• [TASK INSTRUCTIONS]: Could you please return each line of the data that has the word "bought"?

• [EXERCISE DATA]:

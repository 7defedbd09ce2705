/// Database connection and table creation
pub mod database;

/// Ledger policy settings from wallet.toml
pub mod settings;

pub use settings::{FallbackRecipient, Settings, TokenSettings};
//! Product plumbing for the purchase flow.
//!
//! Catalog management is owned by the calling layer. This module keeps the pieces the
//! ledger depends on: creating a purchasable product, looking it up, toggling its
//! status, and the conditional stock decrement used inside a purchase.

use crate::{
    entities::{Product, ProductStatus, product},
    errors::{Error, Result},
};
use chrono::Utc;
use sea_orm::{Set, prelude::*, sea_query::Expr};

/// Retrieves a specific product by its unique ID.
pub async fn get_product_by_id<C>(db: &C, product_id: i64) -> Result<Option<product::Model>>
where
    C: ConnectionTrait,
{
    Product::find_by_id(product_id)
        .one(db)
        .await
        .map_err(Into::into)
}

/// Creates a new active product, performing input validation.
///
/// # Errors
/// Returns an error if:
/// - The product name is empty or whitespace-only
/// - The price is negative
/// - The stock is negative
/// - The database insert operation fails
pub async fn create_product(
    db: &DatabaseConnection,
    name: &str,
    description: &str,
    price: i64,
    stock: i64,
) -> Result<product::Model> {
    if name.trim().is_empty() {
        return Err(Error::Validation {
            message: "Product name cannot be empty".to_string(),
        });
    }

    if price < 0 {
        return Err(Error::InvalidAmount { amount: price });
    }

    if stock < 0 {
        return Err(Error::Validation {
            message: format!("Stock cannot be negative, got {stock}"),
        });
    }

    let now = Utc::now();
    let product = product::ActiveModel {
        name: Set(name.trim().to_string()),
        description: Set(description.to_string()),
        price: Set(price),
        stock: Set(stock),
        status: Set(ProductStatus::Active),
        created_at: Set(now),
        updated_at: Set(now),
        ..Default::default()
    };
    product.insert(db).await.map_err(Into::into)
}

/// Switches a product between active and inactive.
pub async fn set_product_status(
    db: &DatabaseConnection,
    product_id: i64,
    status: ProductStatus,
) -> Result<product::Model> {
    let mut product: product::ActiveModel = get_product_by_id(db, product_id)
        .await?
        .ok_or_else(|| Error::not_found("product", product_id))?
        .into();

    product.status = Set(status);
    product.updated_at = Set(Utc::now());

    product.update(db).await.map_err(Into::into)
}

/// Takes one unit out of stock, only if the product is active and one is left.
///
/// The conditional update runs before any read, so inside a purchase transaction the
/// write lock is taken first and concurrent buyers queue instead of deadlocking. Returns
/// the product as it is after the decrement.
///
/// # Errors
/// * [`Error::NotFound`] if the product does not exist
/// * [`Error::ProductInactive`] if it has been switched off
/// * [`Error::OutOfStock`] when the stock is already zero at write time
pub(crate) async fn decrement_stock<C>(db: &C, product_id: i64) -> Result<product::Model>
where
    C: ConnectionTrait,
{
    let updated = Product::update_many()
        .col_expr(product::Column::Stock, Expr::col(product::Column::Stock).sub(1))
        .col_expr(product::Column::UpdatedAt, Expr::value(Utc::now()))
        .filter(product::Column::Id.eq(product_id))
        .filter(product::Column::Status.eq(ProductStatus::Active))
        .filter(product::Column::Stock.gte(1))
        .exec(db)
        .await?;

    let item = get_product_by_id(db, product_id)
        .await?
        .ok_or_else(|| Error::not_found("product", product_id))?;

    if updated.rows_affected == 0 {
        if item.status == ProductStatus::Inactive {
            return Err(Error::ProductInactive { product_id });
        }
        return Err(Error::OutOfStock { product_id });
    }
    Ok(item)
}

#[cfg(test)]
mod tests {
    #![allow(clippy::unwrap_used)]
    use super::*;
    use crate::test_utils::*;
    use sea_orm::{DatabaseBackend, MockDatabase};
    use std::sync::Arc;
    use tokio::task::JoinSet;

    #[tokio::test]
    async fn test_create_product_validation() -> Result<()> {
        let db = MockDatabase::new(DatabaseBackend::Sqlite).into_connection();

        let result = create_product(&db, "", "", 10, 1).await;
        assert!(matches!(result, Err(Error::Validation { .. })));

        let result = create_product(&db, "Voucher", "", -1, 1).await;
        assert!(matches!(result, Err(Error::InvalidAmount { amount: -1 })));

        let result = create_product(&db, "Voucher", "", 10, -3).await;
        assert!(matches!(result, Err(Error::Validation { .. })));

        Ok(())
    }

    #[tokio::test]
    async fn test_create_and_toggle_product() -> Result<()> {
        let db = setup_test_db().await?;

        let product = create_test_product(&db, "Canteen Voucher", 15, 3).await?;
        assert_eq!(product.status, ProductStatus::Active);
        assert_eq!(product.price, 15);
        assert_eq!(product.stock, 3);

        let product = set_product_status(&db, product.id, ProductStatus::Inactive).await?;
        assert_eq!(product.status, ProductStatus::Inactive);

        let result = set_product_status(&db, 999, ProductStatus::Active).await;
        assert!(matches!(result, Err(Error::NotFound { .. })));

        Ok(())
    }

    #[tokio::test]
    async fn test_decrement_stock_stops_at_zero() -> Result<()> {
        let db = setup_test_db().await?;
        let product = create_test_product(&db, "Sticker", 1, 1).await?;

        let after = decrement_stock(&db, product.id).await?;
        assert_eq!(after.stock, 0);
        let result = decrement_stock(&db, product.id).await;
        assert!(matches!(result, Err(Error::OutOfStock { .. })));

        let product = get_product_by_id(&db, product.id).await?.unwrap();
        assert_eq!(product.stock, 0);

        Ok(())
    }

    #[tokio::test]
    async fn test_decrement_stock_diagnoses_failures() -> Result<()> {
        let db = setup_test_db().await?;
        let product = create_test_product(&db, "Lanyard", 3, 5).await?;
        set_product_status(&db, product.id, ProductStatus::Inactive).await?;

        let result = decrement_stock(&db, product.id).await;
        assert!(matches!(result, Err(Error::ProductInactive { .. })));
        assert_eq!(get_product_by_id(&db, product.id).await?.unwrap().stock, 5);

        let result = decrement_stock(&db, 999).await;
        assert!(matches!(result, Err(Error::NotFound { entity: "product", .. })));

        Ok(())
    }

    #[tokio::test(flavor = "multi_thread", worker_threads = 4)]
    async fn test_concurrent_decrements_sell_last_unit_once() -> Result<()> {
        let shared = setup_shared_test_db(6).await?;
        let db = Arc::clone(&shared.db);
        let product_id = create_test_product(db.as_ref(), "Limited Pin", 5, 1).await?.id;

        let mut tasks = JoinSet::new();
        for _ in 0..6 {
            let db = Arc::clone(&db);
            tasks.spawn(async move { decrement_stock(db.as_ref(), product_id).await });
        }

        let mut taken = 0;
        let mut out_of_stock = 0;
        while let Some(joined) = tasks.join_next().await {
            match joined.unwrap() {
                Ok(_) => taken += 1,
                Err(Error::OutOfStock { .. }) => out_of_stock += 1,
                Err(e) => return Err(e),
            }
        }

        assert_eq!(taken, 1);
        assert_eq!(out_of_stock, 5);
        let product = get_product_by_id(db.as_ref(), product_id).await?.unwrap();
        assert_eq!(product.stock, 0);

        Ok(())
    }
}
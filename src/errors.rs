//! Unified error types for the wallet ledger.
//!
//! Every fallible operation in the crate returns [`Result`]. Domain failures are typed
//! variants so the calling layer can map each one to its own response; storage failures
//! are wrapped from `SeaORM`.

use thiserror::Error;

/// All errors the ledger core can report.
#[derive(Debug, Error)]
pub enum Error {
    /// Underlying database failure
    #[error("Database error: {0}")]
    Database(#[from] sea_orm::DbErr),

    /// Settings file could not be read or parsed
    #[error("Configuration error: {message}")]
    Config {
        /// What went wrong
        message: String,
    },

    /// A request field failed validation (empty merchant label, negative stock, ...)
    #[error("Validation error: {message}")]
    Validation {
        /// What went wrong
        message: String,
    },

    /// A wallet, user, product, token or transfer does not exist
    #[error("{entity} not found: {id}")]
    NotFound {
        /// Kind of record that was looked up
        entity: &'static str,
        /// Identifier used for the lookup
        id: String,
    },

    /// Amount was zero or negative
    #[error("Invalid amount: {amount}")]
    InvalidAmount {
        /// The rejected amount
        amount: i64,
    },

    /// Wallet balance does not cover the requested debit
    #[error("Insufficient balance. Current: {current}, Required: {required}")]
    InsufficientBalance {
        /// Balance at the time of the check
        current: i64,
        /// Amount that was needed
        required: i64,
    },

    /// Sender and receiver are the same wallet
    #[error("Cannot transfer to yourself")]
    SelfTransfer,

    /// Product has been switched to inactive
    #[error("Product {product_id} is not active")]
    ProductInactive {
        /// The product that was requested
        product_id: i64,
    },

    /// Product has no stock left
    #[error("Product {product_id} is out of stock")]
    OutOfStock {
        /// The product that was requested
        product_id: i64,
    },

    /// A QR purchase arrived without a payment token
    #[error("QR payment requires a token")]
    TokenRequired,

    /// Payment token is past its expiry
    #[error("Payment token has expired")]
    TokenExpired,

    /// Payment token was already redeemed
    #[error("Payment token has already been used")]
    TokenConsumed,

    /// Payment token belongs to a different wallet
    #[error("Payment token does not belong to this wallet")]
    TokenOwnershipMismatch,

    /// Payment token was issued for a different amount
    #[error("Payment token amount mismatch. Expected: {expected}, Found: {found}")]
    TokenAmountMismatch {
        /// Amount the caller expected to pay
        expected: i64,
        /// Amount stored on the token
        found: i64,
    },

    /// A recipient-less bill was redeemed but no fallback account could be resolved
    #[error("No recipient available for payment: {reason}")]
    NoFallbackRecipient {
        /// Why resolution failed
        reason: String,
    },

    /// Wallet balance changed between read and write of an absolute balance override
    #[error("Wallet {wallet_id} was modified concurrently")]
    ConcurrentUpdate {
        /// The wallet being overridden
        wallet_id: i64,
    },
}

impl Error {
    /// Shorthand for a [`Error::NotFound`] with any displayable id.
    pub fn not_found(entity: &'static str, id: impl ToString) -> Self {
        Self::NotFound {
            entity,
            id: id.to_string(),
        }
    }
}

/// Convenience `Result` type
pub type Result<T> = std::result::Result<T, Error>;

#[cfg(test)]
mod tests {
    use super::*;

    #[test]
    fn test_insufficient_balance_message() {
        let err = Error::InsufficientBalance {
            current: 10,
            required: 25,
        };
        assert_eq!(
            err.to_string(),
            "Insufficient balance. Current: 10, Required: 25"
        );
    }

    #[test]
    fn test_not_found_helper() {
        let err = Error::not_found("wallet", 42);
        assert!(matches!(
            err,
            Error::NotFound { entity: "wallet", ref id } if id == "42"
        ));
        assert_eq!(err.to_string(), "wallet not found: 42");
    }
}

---

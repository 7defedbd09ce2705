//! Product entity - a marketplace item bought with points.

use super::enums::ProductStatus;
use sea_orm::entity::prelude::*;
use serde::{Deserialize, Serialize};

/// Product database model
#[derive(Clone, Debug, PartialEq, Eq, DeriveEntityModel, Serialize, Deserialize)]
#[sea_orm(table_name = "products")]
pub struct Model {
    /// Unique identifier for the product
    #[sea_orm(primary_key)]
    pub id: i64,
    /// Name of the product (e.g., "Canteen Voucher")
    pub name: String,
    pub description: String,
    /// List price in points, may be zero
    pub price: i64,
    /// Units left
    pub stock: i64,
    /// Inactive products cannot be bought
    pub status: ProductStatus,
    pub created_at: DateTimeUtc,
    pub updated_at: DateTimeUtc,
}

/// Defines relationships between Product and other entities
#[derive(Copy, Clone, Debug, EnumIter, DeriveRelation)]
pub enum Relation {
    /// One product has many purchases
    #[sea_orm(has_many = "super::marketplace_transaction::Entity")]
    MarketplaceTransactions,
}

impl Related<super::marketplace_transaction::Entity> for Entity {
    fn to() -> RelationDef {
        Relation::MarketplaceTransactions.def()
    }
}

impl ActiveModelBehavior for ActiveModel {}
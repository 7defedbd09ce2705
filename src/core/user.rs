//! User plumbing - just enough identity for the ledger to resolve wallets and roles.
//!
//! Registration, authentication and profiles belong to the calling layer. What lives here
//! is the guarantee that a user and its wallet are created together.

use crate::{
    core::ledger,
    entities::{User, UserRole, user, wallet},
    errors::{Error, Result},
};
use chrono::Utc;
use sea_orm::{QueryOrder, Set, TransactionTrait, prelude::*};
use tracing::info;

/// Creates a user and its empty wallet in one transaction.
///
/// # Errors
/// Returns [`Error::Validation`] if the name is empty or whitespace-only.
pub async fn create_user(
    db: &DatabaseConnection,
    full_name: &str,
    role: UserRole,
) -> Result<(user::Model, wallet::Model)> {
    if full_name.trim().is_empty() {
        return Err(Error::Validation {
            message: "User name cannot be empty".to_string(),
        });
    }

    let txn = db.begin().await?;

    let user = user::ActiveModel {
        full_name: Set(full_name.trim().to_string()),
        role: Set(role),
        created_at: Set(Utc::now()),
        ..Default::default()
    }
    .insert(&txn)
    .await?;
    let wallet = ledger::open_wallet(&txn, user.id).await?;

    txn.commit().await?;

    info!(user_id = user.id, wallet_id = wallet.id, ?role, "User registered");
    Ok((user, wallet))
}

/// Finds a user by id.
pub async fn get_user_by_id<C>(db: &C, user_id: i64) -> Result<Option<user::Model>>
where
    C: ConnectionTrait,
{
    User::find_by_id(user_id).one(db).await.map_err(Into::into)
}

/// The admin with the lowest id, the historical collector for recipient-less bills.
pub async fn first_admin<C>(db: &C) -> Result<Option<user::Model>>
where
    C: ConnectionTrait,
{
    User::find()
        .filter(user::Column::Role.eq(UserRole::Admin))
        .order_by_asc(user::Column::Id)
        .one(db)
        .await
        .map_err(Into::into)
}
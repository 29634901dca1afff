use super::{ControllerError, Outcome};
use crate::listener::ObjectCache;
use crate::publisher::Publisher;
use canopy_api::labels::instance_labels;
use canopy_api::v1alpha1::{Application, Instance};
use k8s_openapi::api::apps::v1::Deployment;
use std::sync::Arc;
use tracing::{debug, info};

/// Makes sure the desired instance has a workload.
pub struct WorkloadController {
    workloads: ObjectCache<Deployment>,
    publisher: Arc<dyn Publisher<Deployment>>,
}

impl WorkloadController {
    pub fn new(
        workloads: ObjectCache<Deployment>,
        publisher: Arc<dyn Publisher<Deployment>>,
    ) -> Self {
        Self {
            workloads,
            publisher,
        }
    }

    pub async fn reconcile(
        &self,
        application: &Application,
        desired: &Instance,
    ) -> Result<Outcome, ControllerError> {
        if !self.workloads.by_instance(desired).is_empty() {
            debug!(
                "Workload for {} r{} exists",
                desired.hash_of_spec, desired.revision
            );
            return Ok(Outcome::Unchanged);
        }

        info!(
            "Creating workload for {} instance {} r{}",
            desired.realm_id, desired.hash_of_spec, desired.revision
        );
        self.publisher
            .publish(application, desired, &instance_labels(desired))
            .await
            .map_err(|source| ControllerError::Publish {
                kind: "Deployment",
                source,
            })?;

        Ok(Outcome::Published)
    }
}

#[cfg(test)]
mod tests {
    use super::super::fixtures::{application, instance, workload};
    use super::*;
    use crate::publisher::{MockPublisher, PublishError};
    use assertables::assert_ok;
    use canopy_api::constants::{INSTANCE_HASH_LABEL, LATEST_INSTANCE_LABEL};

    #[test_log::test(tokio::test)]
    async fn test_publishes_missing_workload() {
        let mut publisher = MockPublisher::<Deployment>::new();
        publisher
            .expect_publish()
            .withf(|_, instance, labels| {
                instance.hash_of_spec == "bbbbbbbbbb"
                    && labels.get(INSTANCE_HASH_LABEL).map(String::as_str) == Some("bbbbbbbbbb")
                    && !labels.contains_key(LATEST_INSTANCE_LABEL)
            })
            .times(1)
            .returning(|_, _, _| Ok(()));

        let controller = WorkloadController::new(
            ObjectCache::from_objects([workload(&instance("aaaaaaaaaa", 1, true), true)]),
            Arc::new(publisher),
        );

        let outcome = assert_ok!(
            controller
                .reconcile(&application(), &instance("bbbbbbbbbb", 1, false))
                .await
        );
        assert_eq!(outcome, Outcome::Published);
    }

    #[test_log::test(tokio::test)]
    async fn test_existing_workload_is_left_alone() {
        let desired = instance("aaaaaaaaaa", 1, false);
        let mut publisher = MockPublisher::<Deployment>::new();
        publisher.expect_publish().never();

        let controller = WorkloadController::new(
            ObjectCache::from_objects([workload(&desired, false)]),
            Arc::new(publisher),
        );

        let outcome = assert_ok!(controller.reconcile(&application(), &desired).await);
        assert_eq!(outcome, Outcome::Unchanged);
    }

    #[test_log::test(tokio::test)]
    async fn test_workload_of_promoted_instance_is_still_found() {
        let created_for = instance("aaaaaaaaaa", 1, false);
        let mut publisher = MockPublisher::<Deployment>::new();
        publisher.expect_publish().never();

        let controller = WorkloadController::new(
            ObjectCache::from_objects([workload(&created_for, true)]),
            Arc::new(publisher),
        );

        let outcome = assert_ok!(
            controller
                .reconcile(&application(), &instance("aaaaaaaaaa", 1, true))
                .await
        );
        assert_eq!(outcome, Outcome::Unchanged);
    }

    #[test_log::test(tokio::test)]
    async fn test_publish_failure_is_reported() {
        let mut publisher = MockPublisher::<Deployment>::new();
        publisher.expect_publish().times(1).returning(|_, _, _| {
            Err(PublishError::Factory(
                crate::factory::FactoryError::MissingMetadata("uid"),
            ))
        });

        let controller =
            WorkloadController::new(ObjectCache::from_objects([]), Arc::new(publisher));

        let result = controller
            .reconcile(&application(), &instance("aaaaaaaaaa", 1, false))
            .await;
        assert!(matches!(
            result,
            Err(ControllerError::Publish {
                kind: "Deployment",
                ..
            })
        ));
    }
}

• [SOLUTION TO THE EXERCISE]:
//! Product entity - a marketplace item bought with points.
    /// Inactive products cannot be bought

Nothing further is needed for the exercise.